本人は、診察をしにきたくらいに思っているようで、なぜ帰宅できないのだと、いうことである。

当人は、入院しているという認識は、全くないようである。寝たきりの状態であるのも理解していないようだ。

家に帰ったからといって、寝たきりであるという理解はない。

それから、数日経って、黙ったきりになった。
誰に言っても、適当にあしらわれて、いつまでも、埒があかないので、疲れてしまったのかも知れない。

一昨日、昨日の二日間、一言もいわず、身動きもせずに、静まり返っていると、それはそれで、目立ってしまう。

すると、側にいる者として、当人の胸をうちを、いろいろと推測してしまうのだ。

寝たきり病院で、経管栄養の措置をされたことは、現場復帰は、不可能ということを宣告されたのと同じことである。

だから、寝たきりになって、若干の意識が働いている人にとって、この自分が現実にあることは、「死」を受け入れざるを得ないことになる。。
それは、父親の現実を承認することでもあるので、身内として、辛いものがある。

現役時代、足元にも及ばなかった父親が、突然に自分自身で何もできなくなってしまったのだ。

わたしにとっても、「まさか」の出現である。それは、きっと嘘に違いない。とわたしの心のどこかで叫んでいる。

さておき、この現実を強いられるという苦しみは、どのようなものであろうかと、病室の患者をみて、深いため息をついてしまう。

想像もしなかった「まさか」の運命、どのような思いで、現実を受け入れていくのであろうか。

もしかすると、その現実に抗いながら、死を強いられていくのか。

これは、この病院にいる医者・看護士、介護士、そして、見舞いにきている家族にも、いつか訪れるとともに、認めがたい未来でもある。

それからすると、まだ、「ボケ」の方が、周囲は、迷惑するとして、当人には幸せなことである。

蛇足ながら、「介護の歌」なるものがあったが、「千の風になって」の二匹目のドジョウを狙ったようないかがわしさを覚える。

昨日まで、バリバリにやっていた人が、気がついたら、身動きがとれない。

一瞬にして、自ら築きあげた地位・名声、権威・権力、富等全ての称賛が、取り上げられる。
寝たきりになって、自分の肉体の牢獄、ベットという名の牢獄、病院という名の牢獄の三重の牢獄に投げ込まれるのだ。

尿・便も垂れ流しだ。

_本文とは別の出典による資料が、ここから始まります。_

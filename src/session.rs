//! Per-session input state.
//!
//! Each browser session owns a [`SessionState`] holding the values to
//! pre-populate the form with. Sessions are created by the first request
//! that stashes values without a known id, touched on every request, and
//! dropped once idle for longer than the configured TTL.

use crate::types::{FeatureRecord, FeatureValue};
use chrono::{DateTime, Duration, Utc};
use std::collections::HashMap;
use std::sync::{Arc, RwLock};
use tracing::debug;
use uuid::Uuid;

/// Stashed form defaults of one session
#[derive(Debug, Clone)]
pub struct SessionState {
    pub created_at: DateTime<Utc>,
    pub last_seen: DateTime<Utc>,
    values: HashMap<String, FeatureValue>,
}

impl SessionState {
    pub fn new() -> Self {
        let now = Utc::now();
        Self {
            created_at: now,
            last_seen: now,
            values: HashMap::new(),
        }
    }

    pub fn get(&self, feature: &str) -> Option<&FeatureValue> {
        self.values.get(feature)
    }

    /// Stash every field of `record`; last write wins
    pub fn stash(&mut self, record: &FeatureRecord) {
        for (name, value) in record.iter() {
            self.values.insert(name.to_string(), value.clone());
        }
    }

    /// Replace all stashed values with those of `record`.
    ///
    /// Fields absent from `record` lose their stashed value, so their
    /// inputs fall back to the defaults.
    pub fn replace(&mut self, record: &FeatureRecord) {
        self.values.clear();
        self.stash(record);
    }

    pub fn len(&self) -> usize {
        self.values.len()
    }

    pub fn is_empty(&self) -> bool {
        self.values.is_empty()
    }
}

impl Default for SessionState {
    fn default() -> Self {
        Self::new()
    }
}

/// All live sessions, keyed by session id
pub struct SessionStore {
    sessions: RwLock<HashMap<Uuid, SessionState>>,
    ttl: Duration,
}

impl SessionStore {
    pub fn new(ttl_secs: u64) -> Self {
        Self {
            sessions: RwLock::new(HashMap::new()),
            ttl: Duration::seconds(ttl_secs.min(i64::MAX as u64) as i64),
        }
    }

    /// Resolve the session for a request, creating one when `id` is absent
    /// or unknown. Returns the id and whether it was newly created.
    pub fn resolve(&self, id: Option<Uuid>) -> (Uuid, bool) {
        let mut sessions = match self.sessions.write() {
            Ok(guard) => guard,
            Err(poisoned) => poisoned.into_inner(),
        };
        if let Some(id) = id {
            if let Some(state) = sessions.get_mut(&id) {
                state.last_seen = Utc::now();
                return (id, false);
            }
        }
        let id = Uuid::new_v4();
        sessions.insert(id, SessionState::new());
        debug!(session = %id, "Session started");
        (id, true)
    }

    /// Mark a known session as active and return a copy of its state.
    /// Unknown ids are ignored rather than creating a session.
    pub fn touch(&self, id: &Uuid) -> Option<SessionState> {
        let mut sessions = self.sessions.write().ok()?;
        let state = sessions.get_mut(id)?;
        state.last_seen = Utc::now();
        Some(state.clone())
    }

    /// Copy of a session's state
    pub fn get(&self, id: &Uuid) -> Option<SessionState> {
        self.sessions.read().ok()?.get(id).cloned()
    }

    /// Run `f` on a session's state, if it exists
    pub fn update<F: FnOnce(&mut SessionState)>(&self, id: &Uuid, f: F) -> bool {
        let Ok(mut sessions) = self.sessions.write() else {
            return false;
        };
        match sessions.get_mut(id) {
            Some(state) => {
                state.last_seen = Utc::now();
                f(state);
                true
            }
            None => false,
        }
    }

    /// Discard a session
    pub fn end(&self, id: &Uuid) {
        if let Ok(mut sessions) = self.sessions.write() {
            sessions.remove(id);
        }
    }

    /// Drop sessions idle since before `now - ttl`; returns how many
    pub fn sweep(&self, now: DateTime<Utc>) -> usize {
        let Ok(mut sessions) = self.sessions.write() else {
            return 0;
        };
        let before = sessions.len();
        let ttl = self.ttl;
        sessions.retain(|_, state| now - state.last_seen <= ttl);
        before - sessions.len()
    }

    pub fn len(&self) -> usize {
        self.sessions.read().map(|s| s.len()).unwrap_or(0)
    }

    pub fn is_empty(&self) -> bool {
        self.len() == 0
    }
}

/// Periodically discards idle sessions
pub struct SessionSweeper {
    store: Arc<SessionStore>,
    interval_secs: u64,
}

impl SessionSweeper {
    pub fn new(store: Arc<SessionStore>, interval_secs: u64) -> Self {
        Self {
            store,
            interval_secs,
        }
    }

    pub async fn start(self) {
        let mut interval =
            tokio::time::interval(std::time::Duration::from_secs(self.interval_secs.max(1)));
        loop {
            interval.tick().await;
            let removed = self.store.sweep(Utc::now());
            if removed > 0 {
                debug!(removed, live = self.store.len(), "Swept idle sessions");
            }
        }
    }
}
//! Single-row inference over a loaded regression model

use crate::error::{ModelError, PredictError};
use crate::metrics::ServiceMetrics;
use crate::schema::FeatureEncoder;
use crate::types::FeatureRecord;
use std::sync::Arc;
use std::time::Instant;
use tracing::{debug, error};

/// A pre-fit regression model.
///
/// Implementations are read-only after load and shared across requests.
pub trait Regressor: Send + Sync {
    /// Short backend name used in logs
    fn name(&self) -> &str;

    /// Feature names in input order, when the artifact records them
    fn feature_names(&self) -> Option<&[String]>;

    /// Category lists recorded at fit time, one per categorical column
    fn categories(&self) -> Option<&[Vec<String>]> {
        None
    }

    /// Predict the target for one encoded row
    fn predict(&self, row: &[f64]) -> Result<f64, ModelError>;
}

/// Encodes records and runs the model on them
pub struct InferenceEngine {
    model: Arc<dyn Regressor>,
    encoder: FeatureEncoder,
    metrics: Arc<ServiceMetrics>,
}

impl InferenceEngine {
    pub fn new(
        model: Arc<dyn Regressor>,
        encoder: FeatureEncoder,
        metrics: Arc<ServiceMetrics>,
    ) -> Self {
        Self {
            model,
            encoder,
            metrics,
        }
    }

    pub fn model_name(&self) -> &str {
        self.model.name()
    }

    pub fn encoder(&self) -> &FeatureEncoder {
        &self.encoder
    }

    /// Encode `record` and invoke the model exactly once
    pub fn predict(&self, record: &FeatureRecord) -> Result<f64, PredictError> {
        let row = self.encoder.encode(record)?;

        let start = Instant::now();
        self.metrics.record_inference_call();
        let value = self.model.predict(&row).map_err(|e| {
            error!(model = %self.model.name(), error = %e, "Model inference failed");
            PredictError::from(e)
        })?;
        let elapsed = start.elapsed();
        self.metrics.record_inference_time(elapsed);

        if !value.is_finite() {
            return Err(PredictError::Inference(format!(
                "model returned a non-finite value ({})",
                value
            )));
        }

        debug!(
            model = %self.model.name(),
            prediction = value,
            inference_us = elapsed.as_micros() as u64,
            "Inference complete"
        );
        Ok(value)
    }
}

#[cfg(test)]
pub(crate) mod tests {
    use super::*;
    use crate::dataset::tests::sample_dataset;
    use crate::schema::FeatureSchema;
    use crate::types::FeatureValue;
    use std::sync::atomic::{AtomicUsize, Ordering};

    /// Regressor that counts calls and returns the sum of its inputs
    pub(crate) struct CountingModel {
        pub calls: AtomicUsize,
        pub fail: bool,
    }

    impl CountingModel {
        pub(crate) fn new() -> Self {
            Self {
                calls: AtomicUsize::new(0),
                fail: false,
            }
        }

        pub(crate) fn failing() -> Self {
            Self {
                calls: AtomicUsize::new(0),
                fail: true,
            }
        }

        pub(crate) fn calls(&self) -> usize {
            self.calls.load(Ordering::SeqCst)
        }
    }

    impl Regressor for CountingModel {
        fn name(&self) -> &str {
            "counting"
        }

        fn feature_names(&self) -> Option<&[String]> {
            None
        }

        fn predict(&self, row: &[f64]) -> Result<f64, ModelError> {
            self.calls.fetch_add(1, Ordering::SeqCst);
            if self.fail {
                return Err(ModelError::Runtime("backend exploded".to_string()));
            }
            Ok(row.iter().filter(|v| v.is_finite()).sum::<f64>() + 0.123)
        }
    }

    fn engine(model: Arc<CountingModel>) -> (InferenceEngine, Arc<ServiceMetrics>) {
        let dataset = sample_dataset();
        let schema = FeatureSchema::from_dataset(&dataset).unwrap();
        let encoder = FeatureEncoder::new(&schema, dataset.category_universe(), None).unwrap();
        let metrics = Arc::new(ServiceMetrics::new());
        (
            InferenceEngine::new(model, encoder, metrics.clone()),
            metrics,
        )
    }

    #[test]
    fn test_predict_invokes_model_once() {
        let model = Arc::new(CountingModel::new());
        let (engine, metrics) = engine(model.clone());
        let dataset = sample_dataset();
        let schema = FeatureSchema::from_dataset(&dataset).unwrap();
        let record = schema.record_from_row(&dataset.rows()[0]);

        let value = engine.predict(&record).unwrap();
        assert_eq!(model.calls(), 1);
        assert_eq!(metrics.snapshot().inference_calls, 1);
        assert!(value > 0.0);
    }

    #[test]
    fn test_model_failure_is_inference_error() {
        let model = Arc::new(CountingModel::failing());
        let (engine, _) = engine(model.clone());
        let dataset = sample_dataset();
        let schema = FeatureSchema::from_dataset(&dataset).unwrap();
        let record = schema.record_from_row(&dataset.rows()[1]);

        let err = engine.predict(&record).unwrap_err();
        assert_eq!(err.kind(), "inference");
        assert!(err.to_string().contains("backend exploded"));
        assert_eq!(model.calls(), 1);
    }

    #[test]
    fn test_encoding_failure_skips_model() {
        let model = Arc::new(CountingModel::new());
        let (engine, _) = engine(model.clone());
        let mut record = FeatureRecord::new();
        record.insert("Anode", FeatureValue::Numeric(3.0));

        let err = engine.predict(&record).unwrap_err();
        assert_eq!(err.kind(), "encoding");
        assert_eq!(model.calls(), 0);
    }
}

その不愉快さ、耐えがたいことだろう。
ましてや、時間がくると、下半身,時には全身を丸裸にされ,おむつ替えとくる。昨日までの、プライドは無残にも打ち砕かれる。

便秘になれば、強引に浣腸を強いられる。

わたしは、個人的には看護士も介護士も、免許を取得する条件として、同僚の前で、便失禁をして、おむつ替えをされるという経験をするべきだと思う。

痰をカーテルで除去する経験も鼻からの経管食の経験も必要だと思う。

そうでなければ、患者の苦しさや痛み、悲しみを知ることはないし、もしかして、場合にはよっては、医療という名を借りた患者への拷問をしているかもしれないという恐れを持つことはできないと思うからである。

とにもかくにも、「介護の歌」のような、現実を知らない人間が書いたとしか思えない歌が一人歩きするのは、高齢者の医療の現場の真実を覆い隠す。腹立たしい現象だ。

それにしても、いつの日か、訪れるであるかもしれないこの現実、未来において、当事者となった場合、わたしは、耐えうるだろうか。

そう思うと、いっそ、「ボケ」しまうか。はたまた、早々と自殺するしか、逃げようがないのかと、思い詰めてしまう。